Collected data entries

=== Begin Enclosure ===

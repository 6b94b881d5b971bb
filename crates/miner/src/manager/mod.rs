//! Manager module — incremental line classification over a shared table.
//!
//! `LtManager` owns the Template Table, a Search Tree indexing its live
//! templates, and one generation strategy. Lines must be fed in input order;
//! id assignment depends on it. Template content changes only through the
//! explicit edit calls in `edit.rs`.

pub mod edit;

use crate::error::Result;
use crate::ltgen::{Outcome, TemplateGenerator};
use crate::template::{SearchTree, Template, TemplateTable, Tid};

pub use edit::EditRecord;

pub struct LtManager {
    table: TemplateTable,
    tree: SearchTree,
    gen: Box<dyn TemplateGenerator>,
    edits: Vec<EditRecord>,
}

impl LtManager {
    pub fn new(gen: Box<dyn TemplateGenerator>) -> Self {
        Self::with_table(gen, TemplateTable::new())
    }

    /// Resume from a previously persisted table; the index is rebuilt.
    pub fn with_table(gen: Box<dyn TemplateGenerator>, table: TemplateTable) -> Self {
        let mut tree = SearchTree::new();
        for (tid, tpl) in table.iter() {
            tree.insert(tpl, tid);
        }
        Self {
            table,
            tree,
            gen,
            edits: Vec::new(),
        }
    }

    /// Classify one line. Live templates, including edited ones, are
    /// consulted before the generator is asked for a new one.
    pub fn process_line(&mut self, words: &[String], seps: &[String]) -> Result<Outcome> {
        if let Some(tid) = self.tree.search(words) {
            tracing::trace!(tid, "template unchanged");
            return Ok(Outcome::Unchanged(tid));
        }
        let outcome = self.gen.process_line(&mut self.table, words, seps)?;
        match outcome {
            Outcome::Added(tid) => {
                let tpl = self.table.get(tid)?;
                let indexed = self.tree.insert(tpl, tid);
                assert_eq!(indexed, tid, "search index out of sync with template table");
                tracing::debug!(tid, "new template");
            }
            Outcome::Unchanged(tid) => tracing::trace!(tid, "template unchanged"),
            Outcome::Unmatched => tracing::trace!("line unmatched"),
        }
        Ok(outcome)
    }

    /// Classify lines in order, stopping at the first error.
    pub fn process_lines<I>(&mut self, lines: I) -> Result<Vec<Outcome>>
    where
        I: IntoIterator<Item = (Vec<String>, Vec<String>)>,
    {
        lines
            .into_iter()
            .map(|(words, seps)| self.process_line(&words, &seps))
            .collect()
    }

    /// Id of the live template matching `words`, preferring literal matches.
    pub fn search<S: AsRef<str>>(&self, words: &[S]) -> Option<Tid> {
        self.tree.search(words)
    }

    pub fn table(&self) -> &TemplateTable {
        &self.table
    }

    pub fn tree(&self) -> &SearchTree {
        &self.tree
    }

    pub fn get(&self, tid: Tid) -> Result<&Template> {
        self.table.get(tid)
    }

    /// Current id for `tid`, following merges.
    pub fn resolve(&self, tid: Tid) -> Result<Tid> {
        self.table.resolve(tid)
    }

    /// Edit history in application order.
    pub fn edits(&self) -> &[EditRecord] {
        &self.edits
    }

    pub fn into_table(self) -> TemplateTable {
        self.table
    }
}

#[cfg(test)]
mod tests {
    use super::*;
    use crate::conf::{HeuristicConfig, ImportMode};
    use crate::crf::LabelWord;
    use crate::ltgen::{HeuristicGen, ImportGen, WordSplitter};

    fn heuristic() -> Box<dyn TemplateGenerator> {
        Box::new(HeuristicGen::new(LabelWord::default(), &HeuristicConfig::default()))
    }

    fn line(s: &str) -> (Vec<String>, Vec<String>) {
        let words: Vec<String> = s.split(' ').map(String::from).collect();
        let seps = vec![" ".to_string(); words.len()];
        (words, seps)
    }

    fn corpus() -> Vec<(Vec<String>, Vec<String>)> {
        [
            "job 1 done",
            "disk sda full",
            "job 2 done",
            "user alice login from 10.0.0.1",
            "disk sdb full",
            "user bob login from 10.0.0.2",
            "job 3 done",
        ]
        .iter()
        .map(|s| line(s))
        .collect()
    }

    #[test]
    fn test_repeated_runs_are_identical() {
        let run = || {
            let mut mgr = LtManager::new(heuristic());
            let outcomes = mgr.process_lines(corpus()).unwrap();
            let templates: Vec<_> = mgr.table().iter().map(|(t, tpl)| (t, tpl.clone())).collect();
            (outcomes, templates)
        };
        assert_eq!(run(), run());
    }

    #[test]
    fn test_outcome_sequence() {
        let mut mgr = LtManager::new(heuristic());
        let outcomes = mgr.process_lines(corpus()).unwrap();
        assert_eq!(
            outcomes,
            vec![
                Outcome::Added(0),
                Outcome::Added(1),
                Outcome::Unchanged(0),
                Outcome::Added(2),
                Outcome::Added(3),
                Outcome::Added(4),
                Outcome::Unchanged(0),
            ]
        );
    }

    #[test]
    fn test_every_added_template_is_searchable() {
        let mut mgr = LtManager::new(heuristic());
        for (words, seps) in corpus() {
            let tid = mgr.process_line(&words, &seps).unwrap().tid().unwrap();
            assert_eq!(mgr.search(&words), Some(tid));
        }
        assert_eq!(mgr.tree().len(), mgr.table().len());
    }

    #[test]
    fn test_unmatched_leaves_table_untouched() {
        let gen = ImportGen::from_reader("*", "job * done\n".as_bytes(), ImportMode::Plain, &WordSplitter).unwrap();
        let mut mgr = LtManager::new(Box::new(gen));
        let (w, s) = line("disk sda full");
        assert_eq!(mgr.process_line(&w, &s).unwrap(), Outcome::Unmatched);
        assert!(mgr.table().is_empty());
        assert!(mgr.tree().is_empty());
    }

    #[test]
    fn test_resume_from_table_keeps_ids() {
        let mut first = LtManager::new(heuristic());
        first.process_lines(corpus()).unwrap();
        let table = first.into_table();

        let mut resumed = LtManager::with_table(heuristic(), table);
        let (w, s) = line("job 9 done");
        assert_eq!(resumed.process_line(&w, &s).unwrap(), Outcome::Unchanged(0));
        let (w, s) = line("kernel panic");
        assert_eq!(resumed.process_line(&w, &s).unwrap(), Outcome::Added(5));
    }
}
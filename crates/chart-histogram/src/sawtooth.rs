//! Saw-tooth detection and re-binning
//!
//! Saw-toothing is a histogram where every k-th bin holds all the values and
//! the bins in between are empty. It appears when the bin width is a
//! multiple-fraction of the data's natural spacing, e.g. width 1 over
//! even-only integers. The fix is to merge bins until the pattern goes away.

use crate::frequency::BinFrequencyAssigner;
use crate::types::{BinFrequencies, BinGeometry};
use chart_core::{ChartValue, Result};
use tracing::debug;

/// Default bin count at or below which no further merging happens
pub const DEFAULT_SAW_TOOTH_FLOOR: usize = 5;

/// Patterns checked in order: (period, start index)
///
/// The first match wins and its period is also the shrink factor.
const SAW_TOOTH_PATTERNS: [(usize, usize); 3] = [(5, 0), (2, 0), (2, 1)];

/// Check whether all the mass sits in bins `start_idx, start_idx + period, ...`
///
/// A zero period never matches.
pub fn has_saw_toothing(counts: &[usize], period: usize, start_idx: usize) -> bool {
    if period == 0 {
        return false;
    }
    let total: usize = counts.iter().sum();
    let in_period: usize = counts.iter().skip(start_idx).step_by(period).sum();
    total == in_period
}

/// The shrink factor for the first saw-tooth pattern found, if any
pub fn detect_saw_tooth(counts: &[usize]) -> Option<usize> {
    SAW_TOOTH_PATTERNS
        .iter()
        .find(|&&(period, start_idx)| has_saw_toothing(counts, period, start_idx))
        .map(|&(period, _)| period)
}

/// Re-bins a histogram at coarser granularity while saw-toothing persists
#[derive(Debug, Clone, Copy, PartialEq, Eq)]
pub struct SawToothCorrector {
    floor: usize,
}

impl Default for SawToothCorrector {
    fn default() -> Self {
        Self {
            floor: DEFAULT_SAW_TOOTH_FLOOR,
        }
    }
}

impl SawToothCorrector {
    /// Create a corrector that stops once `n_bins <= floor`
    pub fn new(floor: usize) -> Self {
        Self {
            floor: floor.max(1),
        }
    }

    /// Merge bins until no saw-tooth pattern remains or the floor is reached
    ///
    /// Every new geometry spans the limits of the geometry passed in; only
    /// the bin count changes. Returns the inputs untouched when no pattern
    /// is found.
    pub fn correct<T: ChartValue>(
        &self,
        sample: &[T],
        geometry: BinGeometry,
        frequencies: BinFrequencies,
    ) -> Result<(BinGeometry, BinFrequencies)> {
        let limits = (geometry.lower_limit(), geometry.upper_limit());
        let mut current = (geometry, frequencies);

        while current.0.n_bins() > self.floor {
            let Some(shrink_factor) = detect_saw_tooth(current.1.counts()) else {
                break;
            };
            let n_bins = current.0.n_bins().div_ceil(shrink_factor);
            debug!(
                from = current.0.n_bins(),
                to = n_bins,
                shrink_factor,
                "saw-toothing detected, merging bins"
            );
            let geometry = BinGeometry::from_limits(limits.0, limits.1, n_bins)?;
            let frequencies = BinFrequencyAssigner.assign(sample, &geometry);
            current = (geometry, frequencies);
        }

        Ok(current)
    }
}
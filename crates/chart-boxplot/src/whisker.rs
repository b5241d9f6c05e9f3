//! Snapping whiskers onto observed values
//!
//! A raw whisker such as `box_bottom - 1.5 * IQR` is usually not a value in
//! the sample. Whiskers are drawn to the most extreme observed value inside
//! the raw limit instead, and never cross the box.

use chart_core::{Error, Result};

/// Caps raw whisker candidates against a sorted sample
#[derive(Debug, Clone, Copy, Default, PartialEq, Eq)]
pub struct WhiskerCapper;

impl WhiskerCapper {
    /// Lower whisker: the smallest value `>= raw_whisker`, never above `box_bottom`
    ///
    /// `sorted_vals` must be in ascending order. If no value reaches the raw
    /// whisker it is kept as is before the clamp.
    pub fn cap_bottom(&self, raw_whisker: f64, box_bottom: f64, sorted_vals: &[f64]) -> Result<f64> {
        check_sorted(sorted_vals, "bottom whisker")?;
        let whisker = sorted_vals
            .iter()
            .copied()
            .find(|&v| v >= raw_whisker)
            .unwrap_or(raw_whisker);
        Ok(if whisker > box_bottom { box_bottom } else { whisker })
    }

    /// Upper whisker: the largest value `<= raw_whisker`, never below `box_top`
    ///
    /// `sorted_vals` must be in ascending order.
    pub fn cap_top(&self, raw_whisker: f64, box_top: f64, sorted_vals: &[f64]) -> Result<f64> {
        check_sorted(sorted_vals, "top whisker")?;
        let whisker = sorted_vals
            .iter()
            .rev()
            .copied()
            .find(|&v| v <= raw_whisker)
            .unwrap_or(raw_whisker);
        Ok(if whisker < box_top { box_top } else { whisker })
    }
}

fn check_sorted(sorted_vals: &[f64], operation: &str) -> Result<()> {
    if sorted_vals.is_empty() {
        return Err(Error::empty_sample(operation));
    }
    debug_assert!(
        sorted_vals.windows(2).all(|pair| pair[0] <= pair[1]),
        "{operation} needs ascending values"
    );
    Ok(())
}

=== End Enclosure ===
=== Begin Enclosure ===

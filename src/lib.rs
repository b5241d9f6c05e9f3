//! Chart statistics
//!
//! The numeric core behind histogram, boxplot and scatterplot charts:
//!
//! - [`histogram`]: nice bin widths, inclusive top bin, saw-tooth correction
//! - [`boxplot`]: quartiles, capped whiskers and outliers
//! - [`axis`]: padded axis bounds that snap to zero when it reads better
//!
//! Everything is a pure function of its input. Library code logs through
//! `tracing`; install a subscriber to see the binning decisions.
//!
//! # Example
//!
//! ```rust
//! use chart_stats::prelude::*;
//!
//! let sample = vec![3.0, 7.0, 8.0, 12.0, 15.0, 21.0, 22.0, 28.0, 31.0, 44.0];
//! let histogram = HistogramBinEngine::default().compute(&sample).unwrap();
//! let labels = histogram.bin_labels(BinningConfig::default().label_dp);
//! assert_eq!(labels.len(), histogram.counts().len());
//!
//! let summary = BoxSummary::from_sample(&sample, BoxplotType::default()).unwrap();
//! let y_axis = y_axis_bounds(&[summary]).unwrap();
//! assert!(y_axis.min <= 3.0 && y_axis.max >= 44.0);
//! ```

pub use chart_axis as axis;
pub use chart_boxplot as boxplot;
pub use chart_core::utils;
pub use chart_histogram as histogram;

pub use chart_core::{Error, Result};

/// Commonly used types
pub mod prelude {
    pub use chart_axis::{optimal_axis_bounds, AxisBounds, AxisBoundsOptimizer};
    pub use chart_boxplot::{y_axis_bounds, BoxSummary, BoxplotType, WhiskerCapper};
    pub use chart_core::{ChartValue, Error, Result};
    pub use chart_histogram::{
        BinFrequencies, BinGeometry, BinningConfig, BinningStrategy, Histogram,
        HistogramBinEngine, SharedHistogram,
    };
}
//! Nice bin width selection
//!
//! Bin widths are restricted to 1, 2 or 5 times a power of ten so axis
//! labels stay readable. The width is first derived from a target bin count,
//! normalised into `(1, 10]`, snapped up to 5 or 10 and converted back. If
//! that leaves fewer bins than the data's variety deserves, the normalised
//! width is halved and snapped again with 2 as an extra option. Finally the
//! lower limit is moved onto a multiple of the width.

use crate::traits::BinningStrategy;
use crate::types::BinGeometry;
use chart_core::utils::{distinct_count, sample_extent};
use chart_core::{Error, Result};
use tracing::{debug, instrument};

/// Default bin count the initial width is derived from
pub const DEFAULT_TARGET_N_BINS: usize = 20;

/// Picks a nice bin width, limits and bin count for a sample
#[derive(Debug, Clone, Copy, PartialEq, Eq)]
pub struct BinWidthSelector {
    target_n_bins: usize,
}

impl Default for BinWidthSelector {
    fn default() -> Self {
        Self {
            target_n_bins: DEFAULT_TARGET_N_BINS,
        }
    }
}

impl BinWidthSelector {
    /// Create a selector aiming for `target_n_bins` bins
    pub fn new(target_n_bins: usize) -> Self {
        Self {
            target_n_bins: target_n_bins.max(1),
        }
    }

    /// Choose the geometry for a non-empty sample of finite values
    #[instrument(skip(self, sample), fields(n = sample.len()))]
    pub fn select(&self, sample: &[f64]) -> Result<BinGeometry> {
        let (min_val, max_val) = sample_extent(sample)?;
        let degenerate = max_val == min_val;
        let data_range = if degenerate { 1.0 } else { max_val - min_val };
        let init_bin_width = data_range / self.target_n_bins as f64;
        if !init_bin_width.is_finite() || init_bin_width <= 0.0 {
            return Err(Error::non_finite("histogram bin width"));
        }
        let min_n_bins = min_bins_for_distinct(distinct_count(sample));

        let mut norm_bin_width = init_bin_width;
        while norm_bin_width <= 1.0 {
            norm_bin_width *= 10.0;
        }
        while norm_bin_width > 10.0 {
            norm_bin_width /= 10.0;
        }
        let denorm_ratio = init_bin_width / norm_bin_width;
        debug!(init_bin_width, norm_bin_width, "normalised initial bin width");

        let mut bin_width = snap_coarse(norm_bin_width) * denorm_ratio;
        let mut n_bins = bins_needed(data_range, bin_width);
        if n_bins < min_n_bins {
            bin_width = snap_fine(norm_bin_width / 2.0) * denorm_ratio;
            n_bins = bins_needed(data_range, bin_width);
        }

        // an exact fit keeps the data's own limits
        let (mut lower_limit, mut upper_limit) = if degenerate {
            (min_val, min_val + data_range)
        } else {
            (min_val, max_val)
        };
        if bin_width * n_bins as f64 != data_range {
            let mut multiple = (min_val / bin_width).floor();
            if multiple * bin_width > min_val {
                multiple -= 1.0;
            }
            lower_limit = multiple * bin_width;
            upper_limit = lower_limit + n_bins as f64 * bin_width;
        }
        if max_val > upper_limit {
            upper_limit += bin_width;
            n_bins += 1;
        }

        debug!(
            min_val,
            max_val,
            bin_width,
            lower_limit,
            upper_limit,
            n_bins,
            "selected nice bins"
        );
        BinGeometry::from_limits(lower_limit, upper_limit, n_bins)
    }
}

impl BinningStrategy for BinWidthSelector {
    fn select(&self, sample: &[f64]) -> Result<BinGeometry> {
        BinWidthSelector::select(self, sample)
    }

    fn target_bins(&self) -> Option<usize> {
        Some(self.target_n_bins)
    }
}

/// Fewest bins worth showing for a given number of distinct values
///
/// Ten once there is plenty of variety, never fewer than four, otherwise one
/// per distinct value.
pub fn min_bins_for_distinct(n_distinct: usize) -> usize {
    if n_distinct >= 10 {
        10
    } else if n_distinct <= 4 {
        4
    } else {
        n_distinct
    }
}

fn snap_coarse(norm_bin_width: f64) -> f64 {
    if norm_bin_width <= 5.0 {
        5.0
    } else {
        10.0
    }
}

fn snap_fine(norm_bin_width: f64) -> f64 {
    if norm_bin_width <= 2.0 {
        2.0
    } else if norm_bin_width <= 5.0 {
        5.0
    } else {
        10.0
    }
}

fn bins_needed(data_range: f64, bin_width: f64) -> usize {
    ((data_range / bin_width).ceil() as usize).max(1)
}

=== End Enclosure ===
=== Begin Enclosure ===

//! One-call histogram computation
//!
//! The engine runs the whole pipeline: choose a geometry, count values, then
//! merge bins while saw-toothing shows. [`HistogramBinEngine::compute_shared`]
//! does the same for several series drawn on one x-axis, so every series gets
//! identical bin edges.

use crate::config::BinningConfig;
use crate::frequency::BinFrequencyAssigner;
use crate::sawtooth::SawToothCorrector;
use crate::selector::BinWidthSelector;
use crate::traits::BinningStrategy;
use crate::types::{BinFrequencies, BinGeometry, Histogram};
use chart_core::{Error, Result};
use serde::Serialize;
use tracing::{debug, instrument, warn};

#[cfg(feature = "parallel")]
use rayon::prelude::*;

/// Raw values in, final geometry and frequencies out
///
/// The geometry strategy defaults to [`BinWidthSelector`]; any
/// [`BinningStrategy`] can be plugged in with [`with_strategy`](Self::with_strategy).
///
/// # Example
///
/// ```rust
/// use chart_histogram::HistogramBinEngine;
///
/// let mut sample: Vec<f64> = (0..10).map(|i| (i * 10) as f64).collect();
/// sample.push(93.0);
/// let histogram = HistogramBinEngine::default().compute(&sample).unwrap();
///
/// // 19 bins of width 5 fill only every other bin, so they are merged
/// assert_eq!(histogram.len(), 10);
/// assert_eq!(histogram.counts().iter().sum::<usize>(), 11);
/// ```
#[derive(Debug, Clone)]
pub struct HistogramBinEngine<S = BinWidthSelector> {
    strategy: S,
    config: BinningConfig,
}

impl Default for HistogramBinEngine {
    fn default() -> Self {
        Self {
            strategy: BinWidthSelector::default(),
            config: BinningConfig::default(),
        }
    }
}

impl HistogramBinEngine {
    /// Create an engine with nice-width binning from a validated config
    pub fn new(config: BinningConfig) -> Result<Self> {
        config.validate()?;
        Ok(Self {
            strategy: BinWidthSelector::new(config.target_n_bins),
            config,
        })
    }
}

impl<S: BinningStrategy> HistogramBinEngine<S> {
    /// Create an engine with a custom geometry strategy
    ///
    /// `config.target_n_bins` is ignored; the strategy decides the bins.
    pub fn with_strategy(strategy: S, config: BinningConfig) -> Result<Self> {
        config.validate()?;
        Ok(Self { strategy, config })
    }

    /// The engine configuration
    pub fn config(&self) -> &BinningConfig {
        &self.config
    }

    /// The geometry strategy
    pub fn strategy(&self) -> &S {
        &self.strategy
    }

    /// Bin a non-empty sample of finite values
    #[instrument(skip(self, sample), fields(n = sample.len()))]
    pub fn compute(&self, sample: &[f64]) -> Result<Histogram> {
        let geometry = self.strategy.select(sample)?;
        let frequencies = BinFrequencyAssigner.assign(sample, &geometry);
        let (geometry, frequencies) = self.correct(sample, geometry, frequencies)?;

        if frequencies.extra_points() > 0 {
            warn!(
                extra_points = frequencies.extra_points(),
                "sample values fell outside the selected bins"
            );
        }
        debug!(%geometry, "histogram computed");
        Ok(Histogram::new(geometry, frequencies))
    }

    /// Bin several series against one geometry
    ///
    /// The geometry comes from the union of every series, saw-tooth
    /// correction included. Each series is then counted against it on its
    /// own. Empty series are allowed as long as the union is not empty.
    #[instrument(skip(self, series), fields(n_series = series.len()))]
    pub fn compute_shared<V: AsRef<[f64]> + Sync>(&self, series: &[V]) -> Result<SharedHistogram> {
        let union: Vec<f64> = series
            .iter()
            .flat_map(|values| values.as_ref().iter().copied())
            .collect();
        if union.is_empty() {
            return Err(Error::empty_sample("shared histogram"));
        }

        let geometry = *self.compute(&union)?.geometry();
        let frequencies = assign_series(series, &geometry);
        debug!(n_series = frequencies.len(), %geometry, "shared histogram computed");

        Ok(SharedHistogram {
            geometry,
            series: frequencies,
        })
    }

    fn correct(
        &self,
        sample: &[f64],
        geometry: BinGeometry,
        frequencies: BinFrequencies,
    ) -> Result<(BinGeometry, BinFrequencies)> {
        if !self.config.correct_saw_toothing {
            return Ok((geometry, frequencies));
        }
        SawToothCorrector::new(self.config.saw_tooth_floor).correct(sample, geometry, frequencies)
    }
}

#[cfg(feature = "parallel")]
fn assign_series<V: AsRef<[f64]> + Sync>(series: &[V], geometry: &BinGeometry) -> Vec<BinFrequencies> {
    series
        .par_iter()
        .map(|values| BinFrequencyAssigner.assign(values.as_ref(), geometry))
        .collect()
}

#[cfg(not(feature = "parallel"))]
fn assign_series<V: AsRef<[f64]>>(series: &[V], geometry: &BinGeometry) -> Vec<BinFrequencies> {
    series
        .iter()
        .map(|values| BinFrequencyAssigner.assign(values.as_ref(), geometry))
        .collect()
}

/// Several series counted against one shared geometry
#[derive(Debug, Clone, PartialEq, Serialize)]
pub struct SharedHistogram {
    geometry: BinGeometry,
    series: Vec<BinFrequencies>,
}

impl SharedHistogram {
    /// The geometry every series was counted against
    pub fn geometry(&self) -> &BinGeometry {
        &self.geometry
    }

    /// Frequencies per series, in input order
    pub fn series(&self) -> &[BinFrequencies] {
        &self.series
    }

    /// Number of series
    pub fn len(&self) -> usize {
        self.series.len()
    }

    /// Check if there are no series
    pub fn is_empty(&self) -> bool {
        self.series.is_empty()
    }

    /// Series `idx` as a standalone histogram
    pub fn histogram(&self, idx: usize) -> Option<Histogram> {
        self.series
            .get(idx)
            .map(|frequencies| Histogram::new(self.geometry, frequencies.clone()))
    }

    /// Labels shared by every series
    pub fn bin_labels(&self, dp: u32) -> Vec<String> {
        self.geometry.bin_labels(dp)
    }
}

=== End Enclosure ===

Exercise directions
The output should be exactly the lines above from the line containing "pub fn geometry(&self)" to the line containing "are no series", inclusive, with no other lines.

Solution to this exercise
    pub fn geometry(&self) -> &BinGeometry {
        &self.geometry
    }

    /// Frequencies per series, in input order
    pub fn series(&self) -> &[BinFrequencies] {
        &self.series
    }

    /// Number of series
    pub fn len(&self) -> usize {
        self.series.len()
    }

    /// Check if there are no series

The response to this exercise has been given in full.